In article <3798@pt.cs.cmu.edu> dpm@k.gp.cs.cmu.edu (David Maynard) writes:
>The OS will actually be working with the tables as data.  I assume that data
>accesses would load the table entries into the D-cache.  There might be a
>case (page faults maybe) where already having a particular table entry
>already cached from a walk might speed up an OS function.  I'll have to

Of course on a system where TLB miss is in software then page tables are
simply a figment of the OS's imagination ... the hardware doesn't care
or know if they are out there (in this case design becomes a compromise
between how easy your PTEs can be bent into the format to be poked in the
chip's TLB entries vs a design that maps what you OS needs [for example BSD
has different requirements from SV]).

On the other hand one of the most expensive part of an operating system's
manipulation of page tables is the need to flush the TLB when changes are
made to the tables (ie to the mappings which they represent) ... the more
you cache (segment table entries for example) the more the code has to be
aware of the hardware .... I guess this is an argument for putting them
in the data cache.

		Paul

-- 
Paul Campbell			..!{unisoft|mtxinu}!taniwha!paul (415)420-8179
Taniwha Systems Design, Oakland CA

 	"Read my lips .... no GNU taxes"

tom@nud.UUCP (Tom Armistead) (12/10/88)

In article <432@ncr-sd.SanDiego.NCR.COM> jml@ivory.SanDiego.NCR.COM (Michael Lodman) writes:
>In article <1583@nud.UUCP> tom@nud.UUCP (Tom Armistead) writes:
>>    Wrong! The 88200 does cache page descriptors.
>Mr. Armistead of Motorola, please re-read the question and try to answer
>it this time. I'm not asking you if the translated real addresses are
>maintained in the PATC, I'm asking if the data from the two fetches done
>during the table walk are placed in the d/i cache. If not, why not?

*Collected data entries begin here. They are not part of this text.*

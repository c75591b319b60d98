//! Subscriber installation.
//!
//! One `EnvFilter` in front of at most one `fmt` layer. The layer is JSON or
//! human-readable, and writes to stderr or to an append-only file. File
//! output goes through a background writer thread.

use crate::{TelemetryConfig, TelemetryError};
use std::fs::OpenOptions;
use tracing::Subscriber;
use tracing_appender::non_blocking::WorkerGuard;
use tracing_subscriber::fmt::MakeWriter;
use tracing_subscriber::layer::SubscriberExt;
use tracing_subscriber::registry::LookupSpan;
use tracing_subscriber::util::SubscriberInitExt;
use tracing_subscriber::{EnvFilter, Layer};

type BoxedLayer<S> = Box<dyn Layer<S> + Send + Sync + 'static>;

fn fmt_layer<S, W>(json: bool, ansi: bool, writer: W) -> BoxedLayer<S>
where
    S: Subscriber + for<'a> LookupSpan<'a>,
    W: for<'w> MakeWriter<'w> + Send + Sync + 'static,
{
    if json {
        tracing_subscriber::fmt::layer()
            .json()
            .with_target(true)
            .with_thread_ids(true)
            .with_file(true)
            .with_line_number(true)
            .with_writer(writer)
            .boxed()
    } else {
        tracing_subscriber::fmt::layer()
            .with_target(true)
            .with_thread_ids(false)
            .with_ansi(ansi)
            .with_writer(writer)
            .boxed()
    }
}

/// Install the global subscriber described by `config`.
///
/// With file output, the returned guard flushes buffered lines when dropped.
pub(crate) fn init_logging(
    config: &TelemetryConfig,
) -> Result<Option<WorkerGuard>, TelemetryError> {
    let env_filter = EnvFilter::try_new(&config.log_level)
        .map_err(|e| TelemetryError::Filter(format!("{}: {e}", config.log_level)))?;

    let mut writer_guard = None;
    let output = match (&config.log_file, config.console_output) {
        (Some(path), _) => {
            let file = OpenOptions::new()
                .create(true)
                .append(true)
                .open(path)
                .map_err(|e| TelemetryError::LogFile {
                    path: path.clone(),
                    source: e,
                })?;
            let (writer, guard) = tracing_appender::non_blocking(file);
            writer_guard = Some(guard);
            Some(fmt_layer(config.json_logs, false, writer))
        }
        (None, true) => Some(fmt_layer(config.json_logs, true, std::io::stderr)),
        (None, false) => None,
    };

    tracing_subscriber::registry()
        .with(env_filter)
        .with(output)
        .try_init()
        .map_err(|_| TelemetryError::AlreadyInitialised)?;

    tracing::info!(
        service = %config.service_name,
        json_logs = config.json_logs,
        log_file = ?config.log_file,
        "Logging initialized"
    );
    Ok(writer_guard)
}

    If you want to post my emailed response, you may.  
-- 

andrew@frip.gwd.tek.com (Andrew Klossner) (12/13/88)

[]

	"The way I read the initial data sheet it doesn't look like the
	88200 caches address translation tables if you access them
	during a table walk."

That's right.

	"The OS will actually be working with the tables as data.  I
	assume that data accesses would load the table entries into the
	D-cache."

the hardware design requires that segment and page tables be in
cache-inhibited pages.  Maybe it would be safe not to cache-inhibit
those pages and be sure to do cache flushes before the MMU does a table
walk, but the documentation doesn't say so.

My guess is that segment and page tables are not cached simply because
it would make the hardware design very hard.  The MMU and cache are
already working in parallel, because the cache begins its search when
the virtual address first shows up, at the same time that the MMU
begins the virtual to physical translation.  (The cache starts with the
low 12 address bits, which are the same for virtual and physical, then
uses the other physical address bits when the MMU has them available.)
Giving the MMU the ability to break into the cache cycle on a BATC/PATC
miss, then restarting the cache cycle, seems awfully complicated.

There are 56 PATCs, for a total of (56*4k)=224k bytes addressability.
The biggest instruction or data cache is 4 88200s for a total of 64k
bytes.  Therefore, a gross analysis suggests that any PTEs will
evaporate from the data cache before they drop out of the PATC cache.
(I like the idea of caching the segment table, though.)

  -=- Andrew Klossner   (uunet!tektronix!hammer!frip!andrew)    [UUCP]
                        (andrew%frip.gwd.tek.com@relay.cs.net)  [ARPA]